[flang-dev] About OpenMP dialect in MLIR

Thu Feb 13 08:33:40 PST 2020

Hi,

I have few questions / concerns regarding the design of OpenMP dialect in
MLIR that is currently being implemented, mainly for the f18 compiler.
Below, I summarize the current state of various efforts in clang / f18 /
MLIR / LLVM regarding this. Feel free to add to the list in case I have
missed something.

1. [May 2019] An OpenMPIRBuilder in LLVM was proposed for flang and clang
frontends. Note that this proposal was before considering MLIR for FIR.

a. llvm-dev proposal :
http://lists.flang-compiler.org/pipermail/flang-dev_lists.flang-compiler.org/2019-May/000197.html

b. Patches in review: https://reviews.llvm.org/D70290. This also includes
the clang codegen changes.

2.  [July - September 2019] OpenMP dialect for MLIR was discussed /
proposed with respect to the f18 compilation stack (keeping FIR in mind).

a. flang-dev discussion link:
https://lists.llvm.org/pipermail/flang-dev/2019-September/000020.html

b. Design decisions captured in PPT:
https://drive.google.com/file/d/1vU6LsblsUYGA35B_3y9PmBvtKOTXj1Fu/view

c. MLIR google groups discussion:
https://groups.google.com/a/tensorflow.org/forum/#!topic/mlir/4Aj_eawdHiw

d. Target constructs  design:
http://lists.flang-compiler.org/pipermail/flang-dev_lists.flang-compiler.org/2019-September/000285.html

e.
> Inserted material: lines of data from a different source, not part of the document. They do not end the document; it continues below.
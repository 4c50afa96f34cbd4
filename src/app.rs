use std::error::Error;
use std::path::PathBuf;

use clap::{Parser, ValueEnum, error::ErrorKind};

use crate::config::{ExperimentConfig, FeatureMode};
use crate::storage::FsStorageService;
use crate::task::MetaInfoTask;

#[derive(Debug, Clone, Copy, ValueEnum)]
enum FeatureModeArg {
    Document,
    Unit,
    Sequence,
    Pair,
}

impl From<FeatureModeArg> for FeatureMode {
    fn from(value: FeatureModeArg) -> Self {
        match value {
            FeatureModeArg::Document => FeatureMode::Document,
            FeatureModeArg::Unit => FeatureMode::Unit,
            FeatureModeArg::Sequence => FeatureMode::Sequence,
            FeatureModeArg::Pair => FeatureMode::Pair,
        }
    }
}

#[derive(Debug, Parser)]
#[command(
    name = "meta_collection",
    disable_help_subcommand = true,
    about = "Run the meta-collection pre-pass for one experiment point",
    long_about = "Resolve the meta collectors required by the configured feature extractors, scan the corpus once, and write every artifact into the storage meta folder.",
    after_help = "Relative corpus paths and keywords_file entries in the experiment file are resolved against the file's directory."
)]
/// CLI for `meta_collection`.
///
/// Common usage:
/// - Run a point: `--config experiment.json --storage-root /tmp/run`
/// - Override the mode from the file: `--feature-mode unit`
/// - Restrict collectors to views: repeat `--view <NAME>`
/// - Print the resolved collectors only: `--plan`
struct MetaCollectionCli {
    #[arg(long, value_name = "PATH", help = "JSON experiment configuration file")]
    config: PathBuf,
    #[arg(
        long = "storage-root",
        value_name = "PATH",
        default_value = ".metacollect",
        help = "Root folder holding the input and meta storage folders"
    )]
    storage_root: PathBuf,
    #[arg(
        long = "feature-mode",
        value_enum,
        help = "Feature mode override for this run"
    )]
    feature_mode: Option<FeatureModeArg>,
    #[arg(
        long = "view",
        value_name = "NAME",
        help = "Restrict collectors to this view, repeat as needed"
    )]
    views: Vec<String>,
    #[arg(
        long = "skip-if-current",
        help = "Skip the scan when the stored manifest matches this configuration and the size and mtime of every corpus file"
    )]
    skip_if_current: bool,
    #[arg(long = "plan", help = "Print the resolved collectors and exit")]
    plan_only: bool,
}

/// Run the `meta_collection` CLI with the given arguments (program name excluded).
pub fn run_meta_collection<I>(args_iter: I) -> Result<(), Box<dyn Error>>
where
    I: Iterator<Item = String>,
{
    let _ = tracing_subscriber::fmt()
        .with_env_filter(tracing_subscriber::EnvFilter::from_default_env())
        .try_init();

    let Some(cli) = parse_cli::<MetaCollectionCli, _>(
        std::iter::once("meta_collection".to_string()).chain(args_iter),
    )?
    else {
        return Ok(());
    };

    let mut config = ExperimentConfig::from_path(&cli.config)?;
    if let Some(mode) = cli.feature_mode {
        config.feature_mode = mode.into();
    }
    if !cli.views.is_empty() {
        config.views = Some(cli.views);
    }
    let mut task = MetaInfoTask::new(config.into_point());
    if cli.plan_only {
        let collectors = task.plan()?;
        println!("Point: {}", task.point().describe());
        if collectors.is_empty() {
            println!("No meta collectors required.");
        }
        for collector in &collectors {
            let owner = collector.extractor().unwrap_or("<mode>");
            for binding in collector.bindings() {
                println!(
                    "  {:<24} {:<10} {} -> {}",
                    collector.kind().name(),
                    owner,
                    binding.parameter,
                    binding.resolved_path
                );
            }
        }
        return Ok(());
    }

    let storage = FsStorageService::new(&cli.storage_root);
    if cli.skip_if_current && task.is_up_to_date(&storage)? {
        println!(
            "Meta artifacts in {} are current; skipping.",
            storage.root().display()
        );
        return Ok(());
    }

    let report = task.execute(&storage)?;
    println!(
        "Scanned {} documents; wrote {} artifacts (fingerprint {}).",
        report.documents,
        report.artifacts.len(),
        report.fingerprint
    );
    for artifact in &report.artifacts {
        println!("  {}", artifact.display());
    }
    println!("Manifest: {}", report.manifest.display());
    Ok(())
}

fn parse_cli<T, I>(args: I) -> Result<Option<T>, Box<dyn Error>>
where
    T: Parser,
    I: IntoIterator,
    I::Item: Into<std::ffi::OsString> + Clone,
{
    match T::try_parse_from(args) {
        Ok(cli) => Ok(Some(cli)),
        Err(err) => match err.kind() {
            ErrorKind::DisplayHelp | ErrorKind::DisplayVersion => {
                err.print()?;
                Ok(None)
            }
            _ => Err(err.into()),
        },
    }
}

#[cfg(test)]
mod tests {
    use super::*;
    use crate::artifact::read_frequency_table;
    use crate::constants::storage::{MANIFEST_FILENAME, META_KEY};
    use std::fs;
    use tempfile::tempdir;

    fn args(raw: &[&str]) -> impl Iterator<Item = String> {
        raw.iter()
            .map(|s| s.to_string())
            .collect::<Vec<_>>()
            .into_iter()
    }

    #[test]
    fn help_exits_cleanly() {
        run_meta_collection(args(&["--help"])).unwrap();
    }

    #[test]
    fn cli_overrides_and_view_flags_parse() {
        let cli = parse_cli::<MetaCollectionCli, _>([
            "meta_collection",
            "--config",
            "exp.json",
            "--feature-mode",
            "sequence",
            "--view",
            "source",
            "--view",
            "target",
            "--skip-if-current",
        ])
        .unwrap()
        .unwrap();
        assert!(matches!(cli.feature_mode, Some(FeatureModeArg::Sequence)));
        assert_eq!(cli.views, vec!["source", "target"]);
        assert!(cli.skip_if_current);
        assert_eq!(cli.storage_root, PathBuf::from(".metacollect"));
    }

    #[test]
    fn line_corpus_runs_end_to_end_from_an_experiment_file() {
        let temp = tempdir().unwrap();
        fs::write(temp.path().join("corpus.txt"), "plum tart\nfig jam\n").unwrap();
        let config = temp.path().join("experiment.json");
        fs::write(
            &config,
            r#"{
                "corpus": {"type": "lines", "path": "corpus.txt"},
                "extractors": [{"identity": "ng", "implementation": "ngram"}]
            }"#,
        )
        .unwrap();
        let storage = temp.path().join("store");
        let config_arg = config.to_string_lossy().into_owned();
        let storage_arg = storage.to_string_lossy().into_owned();

        run_meta_collection(args(&["--config", &config_arg, "--storage-root", &storage_arg]))
            .unwrap();
        assert!(storage.join(META_KEY).join("ng-ngrams.bin").is_file());
        assert!(storage.join(META_KEY).join(MANIFEST_FILENAME).is_file());

        run_meta_collection(args(&[
            "--config",
            &config_arg,
            "--storage-root",
            &storage_arg,
            "--skip-if-current",
        ]))
        .unwrap();
    }

    #[test]
    fn relative_keyword_files_resolve_next_to_the_experiment_file() {
        let temp = tempdir().unwrap();
        let experiment_dir = temp.path().join("experiment");
        fs::create_dir_all(&experiment_dir).unwrap();
        fs::write(experiment_dir.join("kw.txt"), "plum\nfig\n").unwrap();
        fs::write(experiment_dir.join("corpus.txt"), "plum and fig\nfig tart\n").unwrap();
        let config = experiment_dir.join("experiment.json");
        fs::write(
            &config,
            r#"{
                "corpus": {"type": "lines", "path": "corpus.txt"},
                "extractors": [{
                    "identity": "kw",
                    "implementation": "keyword_ngram",
                    "parameters": {"keywords_file": "kw.txt", "max_n": 2}
                }]
            }"#,
        )
        .unwrap();
        let storage = temp.path().join("store");
        let config_arg = config.to_string_lossy().into_owned();
        let storage_arg = storage.to_string_lossy().into_owned();

        run_meta_collection(args(&["--config", &config_arg, "--storage-root", &storage_arg]))
            .unwrap();
        let table =
            read_frequency_table(&storage.join(META_KEY).join("kw-keyword_ngrams.bin")).unwrap();
        assert_eq!(table.count("plum_fig"), Some(1));
        assert_eq!(table.count("fig"), Some(2));
    }
}
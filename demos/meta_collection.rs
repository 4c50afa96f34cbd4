use std::error::Error;

fn main() -> Result<(), Box<dyn Error>> {
    metacollect::app::run_meta_collection(std::env::args().skip(1))
}
//! The meta-collection task executed once per configuration point.

use std::fmt;
use std::fs;
use std::path::{Path, PathBuf};
use std::time::UNIX_EPOCH;

use chrono::{DateTime, Utc};
use serde::{Deserialize, Serialize};
use tracing::{debug, info, warn};

use crate::collector::BoundCollector;
use crate::config::{CorpusInput, ExperimentPoint, FeatureMode};
use crate::constants::storage::{INPUT_KEY, MANIFEST_FILENAME, MANIFEST_VERSION, META_KEY};
use crate::errors::MetaError;
use crate::hash::fingerprint;
use crate::pipeline::MetaPipeline;
use crate::reader::{CorpusReader, LineCorpusReader, SerializedCorpusReader};
use crate::resolve::resolve_meta_collectors;
use crate::storage::{AccessMode, StorageService};
use crate::transport::fs::write_atomic;

/// Lifecycle of one task execution.
#[derive(Clone, Copy, Debug, Default, PartialEq, Eq)]
pub enum TaskState {
    /// Created, never executed.
    #[default]
    Unbound,
    /// Resolving collectors.
    Resolving,
    /// Pipeline built, scan not started.
    Assembled,
    /// Scanning the corpus.
    Running,
    /// Artifacts and manifest written.
    Completed,
    /// Last execution failed.
    Failed,
}

impl fmt::Display for TaskState {
    fn fmt(&self, f: &mut fmt::Formatter<'_>) -> fmt::Result {
        let label = match self {
            TaskState::Unbound => "unbound",
            TaskState::Resolving => "resolving",
            TaskState::Assembled => "assembled",
            TaskState::Running => "running",
            TaskState::Completed => "completed",
            TaskState::Failed => "failed",
        };
        f.write_str(label)
    }
}

/// Record written last into the meta folder of a successful run.
#[derive(Clone, Debug, PartialEq, Serialize, Deserialize)]
pub struct RunManifest {
    /// Manifest format version.
    pub version: u8,
    /// Fingerprint of the configuration point that produced the artifacts.
    pub fingerprint: String,
    /// Feature mode of the run.
    pub feature_mode: FeatureMode,
    /// UTC completion time.
    pub completed_at: DateTime<Utc>,
    /// Documents scanned.
    pub documents: usize,
    /// Artifact file names relative to the meta folder.
    pub artifacts: Vec<String>,
}

impl RunManifest {
    /// Read the manifest of `meta_folder`, if one exists.
    pub fn load(meta_folder: &Path) -> Result<Option<Self>, MetaError> {
        let path = meta_folder.join(MANIFEST_FILENAME);
        if !path.is_file() {
            return Ok(None);
        }
        let raw = fs::read(&path)?;
        serde_json::from_slice(&raw)
            .map(Some)
            .map_err(|err| MetaError::Artifact {
                path,
                reason: err.to_string(),
            })
    }
}

/// Summary of a completed execution.
#[derive(Clone, Debug, PartialEq, Eq)]
pub struct MetaRunReport {
    /// Configuration fingerprint recorded in the manifest.
    pub fingerprint: String,
    /// Documents scanned.
    pub documents: usize,
    /// Absolute artifact paths, in collector order.
    pub artifacts: Vec<PathBuf>,
    /// Path of the written manifest.
    pub manifest: PathBuf,
}

/// Runs the meta-collection pre-pass for one configuration point.
///
/// Each `execute` resolves the collectors, assembles the pipeline, scans the
/// corpus once, and records a manifest. Failures are reported with the
/// configuration point attached and leave the task in `TaskState::Failed`.
#[derive(Debug)]
pub struct MetaInfoTask {
    point: ExperimentPoint,
    state: TaskState,
}

impl MetaInfoTask {
    /// Task for `point`, in `TaskState::Unbound`.
    pub fn new(point: ExperimentPoint) -> Self {
        Self {
            point,
            state: TaskState::Unbound,
        }
    }

    /// State after the last `execute`.
    pub fn state(&self) -> TaskState {
        self.state
    }

    /// Configuration point this task runs.
    pub fn point(&self) -> &ExperimentPoint {
        &self.point
    }

    /// Resolve the bound collectors without touching storage.
    pub fn plan(&self) -> Result<Vec<BoundCollector>, MetaError> {
        resolve_meta_collectors(&self.point.extractors, self.point.feature_mode)
    }

    /// Fingerprint of the configuration point, its resolved collectors, and
    /// the size and modification time of every corpus file.
    pub fn fingerprint(&self, storage: &dyn StorageService) -> Result<String, MetaError> {
        let collectors = self.plan()?;
        let reader = self.reader(storage)?;
        self.fingerprint_of(&collectors, reader.as_ref())
    }

    /// True when the last successful run used the same configuration and all
    /// of its artifacts are still present.
    pub fn is_up_to_date(&self, storage: &dyn StorageService) -> Result<bool, MetaError> {
        let fingerprint = self.fingerprint(storage)?;
        let meta = storage.folder(META_KEY, AccessMode::ReadOnly)?;
        let Some(manifest) = RunManifest::load(&meta)? else {
            return Ok(false);
        };
        Ok(manifest.version == MANIFEST_VERSION
            && manifest.fingerprint == fingerprint
            && manifest
                .artifacts
                .iter()
                .all(|artifact| meta.join(artifact).is_file()))
    }

    /// Open the corpus configured for this point.
    pub fn reader(&self, storage: &dyn StorageService) -> Result<Box<dyn CorpusReader>, MetaError> {
        Ok(match &self.point.corpus {
            CorpusInput::Imported => {
                let input = storage.folder(INPUT_KEY, AccessMode::ReadOnly)?;
                Box::new(SerializedCorpusReader::from_root(input))
            }
            CorpusInput::Files { root, files } => Box::new(SerializedCorpusReader::from_files(
                root.display().to_string(),
                files.iter().map(|file| root.join(file)).collect(),
            )),
            CorpusInput::Lines { path, language } => {
                let reader = LineCorpusReader::new(path);
                match language {
                    Some(language) => Box::new(reader.with_language(language.clone())),
                    None => Box::new(reader),
                }
            }
        })
    }

    /// Run the pre-pass and write artifacts plus manifest into the meta folder.
    pub fn execute(&mut self, storage: &dyn StorageService) -> Result<MetaRunReport, MetaError> {
        info!(point = %self.point.describe(), "meta collection task starting");
        match self.execute_inner(storage) {
            Ok(report) => {
                self.state = TaskState::Completed;
                info!(
                    fingerprint = %report.fingerprint,
                    documents = report.documents,
                    artifacts = report.artifacts.len(),
                    "meta collection task completed"
                );
                Ok(report)
            }
            Err(err) => {
                let from = self.state;
                self.state = TaskState::Failed;
                warn!(state = %from, error = %err, "meta collection task failed");
                Err(err.at_point(self.point.describe()))
            }
        }
    }

    fn execute_inner(&mut self, storage: &dyn StorageService) -> Result<MetaRunReport, MetaError> {
        self.state = TaskState::Resolving;
        let collectors = self.plan()?;
        let reader = self.reader(storage)?;
        let fingerprint = self.fingerprint_of(&collectors, reader.as_ref())?;

        let meta = storage.folder(META_KEY, AccessMode::ReadWrite)?;
        let manifest_path = meta.join(MANIFEST_FILENAME);
        if manifest_path.exists() {
            debug!(path = %manifest_path.display(), "removing stale manifest");
            fs::remove_file(&manifest_path)?;
        }

        let pipeline = MetaPipeline::assemble(
            reader,
            collectors,
            self.point.views.as_deref(),
            &meta,
        )?;
        self.state = TaskState::Assembled;
        debug!(stages = pipeline.stages().len(), "pipeline assembled");

        self.state = TaskState::Running;
        let report = pipeline.run()?;

        let manifest = RunManifest {
            version: MANIFEST_VERSION,
            fingerprint: fingerprint.clone(),
            feature_mode: self.point.feature_mode,
            completed_at: Utc::now(),
            documents: report.documents,
            artifacts: report
                .artifacts
                .iter()
                .filter_map(|path| path.strip_prefix(&meta).ok())
                .map(|relative| relative.to_string_lossy().into_owned())
                .collect(),
        };
        let encoded = serde_json::to_vec_pretty(&manifest).map_err(|err| MetaError::Artifact {
            path: manifest_path.clone(),
            reason: err.to_string(),
        })?;
        write_atomic(&manifest_path, &encoded)?;

        Ok(MetaRunReport {
            fingerprint,
            documents: report.documents,
            artifacts: report.artifacts,
            manifest: manifest_path,
        })
    }

    fn fingerprint_of(
        &self,
        collectors: &[BoundCollector],
        reader: &dyn CorpusReader,
    ) -> Result<String, MetaError> {
        let mut parts = vec![self.point.describe(), format!("{:?}", self.point.corpus)];
        parts.extend(collectors.iter().map(BoundCollector::signature));
        for source in reader.sources()? {
            parts.push(source_stamp(&source));
        }
        Ok(fingerprint(MANIFEST_VERSION, parts))
    }
}

/// `path:len:mtime_nanos`, or `path:missing` when the file cannot be stat'ed.
fn source_stamp(path: &Path) -> String {
    match fs::metadata(path) {
        Ok(metadata) => {
            let modified = metadata
                .modified()
                .ok()
                .and_then(|time| time.duration_since(UNIX_EPOCH).ok())
                .map_or(0, |elapsed| elapsed.as_nanos());
            format!("{}:{}:{modified}", path.display(), metadata.len())
        }
        Err(_) => format!("{}:missing", path.display()),
    }
}
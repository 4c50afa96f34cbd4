use std::fs;
use std::path::{Path, PathBuf};

use crate::constants::corpus::{DOCUMENT_PREFIX, DOCUMENT_VERSION, SERIALIZED_EXTENSION};
use crate::document::Document;
use crate::errors::MetaError;
use crate::reader::{CorpusReader, DocumentStream};
use crate::transport::fs::{FileScan, write_atomic};

enum SerializedInput {
    Root(PathBuf),
    Files(Vec<PathBuf>),
}

/// Reads one serialized `Document` per `.bin` file.
pub struct SerializedCorpusReader {
    id: String,
    input: SerializedInput,
}

impl SerializedCorpusReader {
    /// Read every `.bin` file below `root`, recursively, in path order.
    pub fn from_root(root: impl Into<PathBuf>) -> Self {
        let root = root.into();
        Self {
            id: root.display().to_string(),
            input: SerializedInput::Root(root),
        }
    }

    /// Read exactly the given files, in the given order.
    pub fn from_files(id: impl Into<String>, files: Vec<PathBuf>) -> Self {
        Self {
            id: id.into(),
            input: SerializedInput::Files(files),
        }
    }

    fn files(&self) -> Result<Vec<PathBuf>, MetaError> {
        match &self.input {
            SerializedInput::Root(root) => FileScan::new(root, SERIALIZED_EXTENSION).list(),
            SerializedInput::Files(files) => Ok(files.clone()),
        }
    }
}

impl CorpusReader for SerializedCorpusReader {
    fn id(&self) -> &str {
        &self.id
    }

    fn open(&self) -> Result<DocumentStream<'_>, MetaError> {
        let files = self.files()?;
        Ok(Box::new(
            files
                .into_iter()
                .map(move |path| read_document(&path).map_err(|err| self.corpus_error(&path, err))),
        ))
    }

    fn sources(&self) -> Result<Vec<PathBuf>, MetaError> {
        self.files()
    }
}

impl SerializedCorpusReader {
    fn corpus_error(&self, path: &Path, err: MetaError) -> MetaError {
        match err {
            MetaError::Io(io) => MetaError::Corpus {
                reader_id: self.id.clone(),
                reason: format!("cannot read '{}': {io}", path.display()),
            },
            other => other,
        }
    }
}

/// Encode a document as a versioned bitcode payload.
pub fn encode_document(document: &Document) -> Vec<u8> {
    let payload = bitcode::encode(document);
    let mut out = Vec::with_capacity(2 + payload.len());
    out.push(DOCUMENT_PREFIX);
    out.push(DOCUMENT_VERSION);
    out.extend_from_slice(&payload);
    out
}

/// Decode a payload produced by `encode_document`.
pub fn decode_document(bytes: &[u8]) -> Result<Document, String> {
    match bytes {
        [DOCUMENT_PREFIX, DOCUMENT_VERSION, rest @ ..] => {
            bitcode::decode(rest).map_err(|err| format!("corrupt document payload: {err}"))
        }
        [DOCUMENT_PREFIX, version, ..] => Err(format!(
            "document version mismatch: expected {DOCUMENT_VERSION}, found {version}"
        )),
        _ => Err("document payload missing expected prefix".into()),
    }
}

/// Read one serialized document file.
pub fn read_document(path: &Path) -> Result<Document, MetaError> {
    let bytes = fs::read(path)?;
    decode_document(&bytes).map_err(|reason| MetaError::Corpus {
        reader_id: path.display().to_string(),
        reason,
    })
}

/// Write one serialized document file atomically.
pub fn write_document(path: &Path, document: &Document) -> Result<(), MetaError> {
    write_atomic(path, &encode_document(document))
}

#[cfg(test)]
mod tests {
    use super::*;
    use crate::document::{DocumentView, TextSpan};
    use tempfile::tempdir;

    #[test]
    fn root_reader_walks_bin_files_in_path_order() {
        let temp = tempdir().unwrap();
        let root = temp.path();
        write_document(&root.join("b.bin"), &Document::single_view("b", "second")).unwrap();
        write_document(&root.join("a.bin"), &Document::single_view("a", "first")).unwrap();
        write_document(&root.join("sub/c.bin"), &Document::single_view("c", "third")).unwrap();
        fs::write(root.join("readme.txt"), "ignored").unwrap();

        let reader = SerializedCorpusReader::from_root(root);
        let ids: Vec<String> = reader.open().unwrap().map(|d| d.unwrap().id).collect();
        assert_eq!(ids, vec!["a", "b", "c"]);
    }

    #[test]
    fn documents_keep_views_and_spans() {
        let temp = tempdir().unwrap();
        let path = temp.path().join("doc.bin");
        let doc = Document::with_views(
            "d",
            vec![
                DocumentView::new("source", "hello").with_units(vec![TextSpan::new(0, 5)]),
                DocumentView::new("target", "hallo").with_outcomes(vec!["de".into()]),
            ],
        )
        .with_language("en");
        write_document(&path, &doc).unwrap();
        assert_eq!(read_document(&path).unwrap(), doc);
    }

    #[test]
    fn explicit_file_lists_fail_on_missing_files() {
        let temp = tempdir().unwrap();
        let reader =
            SerializedCorpusReader::from_files("fold-1", vec![temp.path().join("absent.bin")]);
        let first = reader.open().unwrap().next().unwrap();
        match first {
            Err(MetaError::Corpus { reader_id, .. }) => assert_eq!(reader_id, "fold-1"),
            other => panic!("unexpected result: {other:?}"),
        }
    }

    #[test]
    fn decode_rejects_foreign_payloads() {
        assert!(decode_document(b"").is_err());
        let err = decode_document(&[DOCUMENT_PREFIX, DOCUMENT_VERSION + 1]).unwrap_err();
        assert!(err.contains("version mismatch"));
    }
}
SIMD constructs design:
http://lists.flang-compiler.org/pipermail/flang-dev_lists.flang-compiler.org/2019-September/000278.html

3.  [Jan 2020] OpenMP dialect RFC in llvm discourse :
https://llvm.discourse.group/t/rfc-openmp-dialect-in-mlir/397

4.  [Jan- Feb 2020] Implementation of OpenMP dialect in MLIR:

a. The first patch which introduces the OpenMP dialect was pushed.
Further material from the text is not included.